[[ RECORDS SHOWN, beginning ]]
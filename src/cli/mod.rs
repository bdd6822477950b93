//! Command-line interface for calib-solver.
//!
//! This module implements the CLI using clap. Available commands:
//!
//! - **match**: Find the dark, bias, and flat for one light frame
//! - **batch**: Match every light frame in a file against one pool
//! - **show**: List a calibration pool with each frame's classification
//!
//! ## Usage
//!
//! ```text
//! # Match one light frame against a pool of masters
//! calib-solver match light.json --pool masters.json
//!
//! # Only the flat, allowing flats up to a week old
//! calib-solver match light.json --pool masters.tsv --kind flat --date-tolerance-days 7
//!
//! # Match a whole night with a progress bar, TSV output for scripting
//! calib-solver batch lights.tsv --pool masters.json --progress --format tsv
//!
//! # Inspect what the pool contains
//! calib-solver show masters.json
//! ```

use std::path::PathBuf;

use anyhow::Context;
use clap::{Parser, Subcommand};

use crate::core::types::CalibrationKind;
use crate::matching::config::MatchingConfig;

pub mod batch;
pub mod match_light;
pub mod show;

#[derive(Parser)]
#[command(name = "calib-solver")]
#[command(version)]
#[command(about = "Select matching dark, bias, and flat frames for astrophotography lights")]
#[command(
    long_about = "calib-solver pairs light frames with calibration frames from a pool of raw or master darks, biases, and flats.\n\nInputs are normalized frame metadata (JSON or TSV), not image files. For each light it reports:\n- The shortest dark at least as long as the light, within the set-temperature tolerance\n- The first bias taken with the same camera settings\n- The closest-dated flat with the same filter"
)]
pub struct Cli {
    #[command(subcommand)]
    pub command: Commands,

    /// Enable debug logging (overrides --quiet)
    #[arg(short, long, global = true)]
    pub verbose: bool,

    /// Only log warnings and errors
    #[arg(short, long, global = true)]
    pub quiet: bool,

    /// Output format
    #[arg(short, long, global = true, default_value = "text")]
    pub format: OutputFormat,
}

#[derive(Subcommand)]
pub enum Commands {
    /// Match one light frame against a calibration pool
    Match(match_light::MatchArgs),

    /// Match every light frame in a file against a calibration pool
    Batch(batch::BatchArgs),

    /// List the frames in a calibration pool
    Show(show::ShowArgs),
}

#[derive(Clone, Copy, Debug, clap::ValueEnum)]
pub enum OutputFormat {
    Text,
    Json,
    Tsv,
}

/// Which calibration kinds to search for
#[derive(Clone, Copy, Debug, Default, PartialEq, Eq, clap::ValueEnum)]
pub enum KindSelection {
    #[default]
    All,
    Dark,
    Bias,
    Flat,
}

impl KindSelection {
    #[must_use]
    pub fn kinds(self) -> Vec<CalibrationKind> {
        match self {
            Self::All => CalibrationKind::ALL.to_vec(),
            Self::Dark => vec![CalibrationKind::Dark],
            Self::Bias => vec![CalibrationKind::Bias],
            Self::Flat => vec![CalibrationKind::Flat],
        }
    }
}

/// Matching options shared by `match` and `batch`
#[derive(clap::Args, Debug, Default)]
pub struct MatchingArgs {
    /// JSON file with matching options; flags below override it
    #[arg(long)]
    pub config: Option<PathBuf>,

    /// Maximum set-temperature difference for darks, in degrees (default 5.0)
    #[arg(long)]
    pub temperature_tolerance: Option<f64>,

    /// Maximum days between light and flat (default: dates ignored)
    #[arg(long)]
    pub date_tolerance_days: Option<u32>,

    /// Rank darks by exposure difference only, without favouring exact matches
    #[arg(long)]
    pub no_prefer_exact: bool,

    /// Accept calibration frames with a different gain
    #[arg(long)]
    pub ignore_gain: bool,

    /// Accept calibration frames with a different offset
    #[arg(long)]
    pub ignore_offset: bool,
}

impl MatchingArgs {
    /// Build the matching config: file (or defaults) first, then flags
    ///
    /// # Errors
    ///
    /// Returns an error if the config file cannot be loaded or the resulting
    /// tolerances are invalid.
    pub fn to_config(&self) -> anyhow::Result<MatchingConfig> {
        let mut config = match &self.config {
            Some(path) => MatchingConfig::load_from_file(path)
                .with_context(|| format!("Failed to load config {}", path.display()))?,
            None => MatchingConfig::default(),
        };

        if let Some(tolerance) = self.temperature_tolerance {
            config.temperature_tolerance = tolerance;
        }
        if let Some(days) = self.date_tolerance_days {
            config.date_tolerance_days = Some(days);
        }
        if self.no_prefer_exact {
            config.prefer_exact_exposure = false;
        }
        if self.ignore_gain {
            config.require_gain_match = false;
        }
        if self.ignore_offset {
            config.require_offset_match = false;
        }

        config.validate()?;
        Ok(config)
    }
}

/// Log filter directive for the verbosity flags; `verbose` wins over `quiet`
#[must_use]
pub fn log_filter(verbose: bool, quiet: bool) -> &'static str {
    if verbose {
        "calib_solver=debug,info"
    } else if quiet {
        "calib_solver=warn"
    } else {
        "calib_solver=info"
    }
}

/// Render an optional identifier for text output
#[must_use]
pub fn display_or_none(id: Option<&str>) -> &str {
    id.unwrap_or("none")
}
[[ RECORDS SHOWN, end ]]
**TO DO**.
Retype the listing above in full, with no alterations.

**RESPONSE**.
filename src/cli/mod.rs
repository bdd6822477950b93
//! Command-line interface for calib-solver.
//!
//! This module implements the CLI using clap. Available commands:
//!
//! - **match**: Find the dark, bias, and flat for one light frame
//! - **batch**: Match every light frame in a file against one pool
//! - **show**: List a calibration pool with each frame's classification
//!
//! ## Usage
//!
//! ```text
//! # Match one light frame against a pool of masters
//! calib-solver match light.json --pool masters.json
//!
//! # Only the flat, allowing flats up to a week old
//! calib-solver match light.json --pool masters.tsv --kind flat --date-tolerance-days 7
//!
//! # Match a whole night with a progress bar, TSV output for scripting
//! calib-solver batch lights.tsv --pool masters.json --progress --format tsv
//!
//! # Inspect what the pool contains
//! calib-solver show masters.json
//! ```

use std::path::PathBuf;

use anyhow::Context;
use clap::{Parser, Subcommand};

use crate::core::types::CalibrationKind;
use crate::matching::config::MatchingConfig;

pub mod batch;
pub mod match_light;
pub mod show;

#[derive(Parser)]
#[command(name = "calib-solver")]
#[command(version)]
#[command(about = "Select matching dark, bias, and flat frames for astrophotography lights")]
#[command(
    long_about = "calib-solver pairs light frames with calibration frames from a pool of raw or master darks, biases, and flats.\n\nInputs are normalized frame metadata (JSON or TSV), not image files. For each light it reports:\n- The shortest dark at least as long as the light, within the set-temperature tolerance\n- The first bias taken with the same camera settings\n- The closest-dated flat with the same filter"
)]
pub struct Cli {
    #[command(subcommand)]
    pub command: Commands,

    /// Enable debug logging (overrides --quiet)
    #[arg(short, long, global = true)]
    pub verbose: bool,

    /// Only log warnings and errors
    #[arg(short, long, global = true)]
    pub quiet: bool,

    /// Output format
    #[arg(short, long, global = true, default_value = "text")]
    pub format: OutputFormat,
}

#[derive(Subcommand)]
pub enum Commands {
    /// Match one light frame against a calibration pool
    Match(match_light::MatchArgs),

    /// Match every light frame in a file against a calibration pool
    Batch(batch::BatchArgs),

    /// List the frames in a calibration pool
    Show(show::ShowArgs),
}

#[derive(Clone, Copy, Debug, clap::ValueEnum)]
pub enum OutputFormat {
    Text,
    Json,
    Tsv,
}

/// Which calibration kinds to search for
#[derive(Clone, Copy, Debug, Default, PartialEq, Eq, clap::ValueEnum)]
pub enum KindSelection {
    #[default]
    All,
    Dark,
    Bias,
    Flat,
}

impl KindSelection {
    #[must_use]
    pub fn kinds(self) -> Vec<CalibrationKind> {
        match self {
            Self::All => CalibrationKind::ALL.to_vec(),
            Self::Dark => vec![CalibrationKind::Dark],
            Self::Bias => vec![CalibrationKind::Bias],
            Self::Flat => vec![CalibrationKind::Flat],
        }
    }
}

/// Matching options shared by `match` and `batch`
#[derive(clap::Args, Debug, Default)]
pub struct MatchingArgs {
    /// JSON file with matching options; flags below override it
    #[arg(long)]
    pub config: Option<PathBuf>,

    /// Maximum set-temperature difference for darks, in degrees (default 5.0)
    #[arg(long)]
    pub temperature_tolerance: Option<f64>,

    /// Maximum days between light and flat (default: dates ignored)
    #[arg(long)]
    pub date_tolerance_days: Option<u32>,

    /// Rank darks by exposure difference only, without favouring exact matches
    #[arg(long)]
    pub no_prefer_exact: bool,

    /// Accept calibration frames with a different gain
    #[arg(long)]
    pub ignore_gain: bool,

    /// Accept calibration frames with a different offset
    #[arg(long)]
    pub ignore_offset: bool,
}

impl MatchingArgs {
    /// Build the matching config: file (or defaults) first, then flags
    ///
    /// # Errors
    ///
    /// Returns an error if the config file cannot be loaded or the resulting
    /// tolerances are invalid.
    pub fn to_config(&self) -> anyhow::Result<MatchingConfig> {
        let mut config = match &self.config {
            Some(path) => MatchingConfig::load_from_file(path)
                .with_context(|| format!("Failed to load config {}", path.display()))?,
            None => MatchingConfig::default(),
        };

        if let Some(tolerance) = self.temperature_tolerance {
            config.temperature_tolerance = tolerance;
        }
        if let Some(days) = self.date_tolerance_days {
            config.date_tolerance_days = Some(days);
        }
        if self.no_prefer_exact {
            config.prefer_exact_exposure = false;
        }
        if self.ignore_gain {
            config.require_gain_match = false;
        }
        if self.ignore_offset {
            config.require_offset_match = false;
        }

        config.validate()?;
        Ok(config)
    }
}

/// Log filter directive for the verbosity flags; `verbose` wins over `quiet`
#[must_use]
pub fn log_filter(verbose: bool, quiet: bool) -> &'static str {
    if verbose {
        "calib_solver=debug,info"
    } else if quiet {
        "calib_solver=warn"
    } else {
        "calib_solver=info"
    }
}

/// Render an optional identifier for text output
#[must_use]
pub fn display_or_none(id: Option<&str>) -> &str {
    id.unwrap_or("none")
}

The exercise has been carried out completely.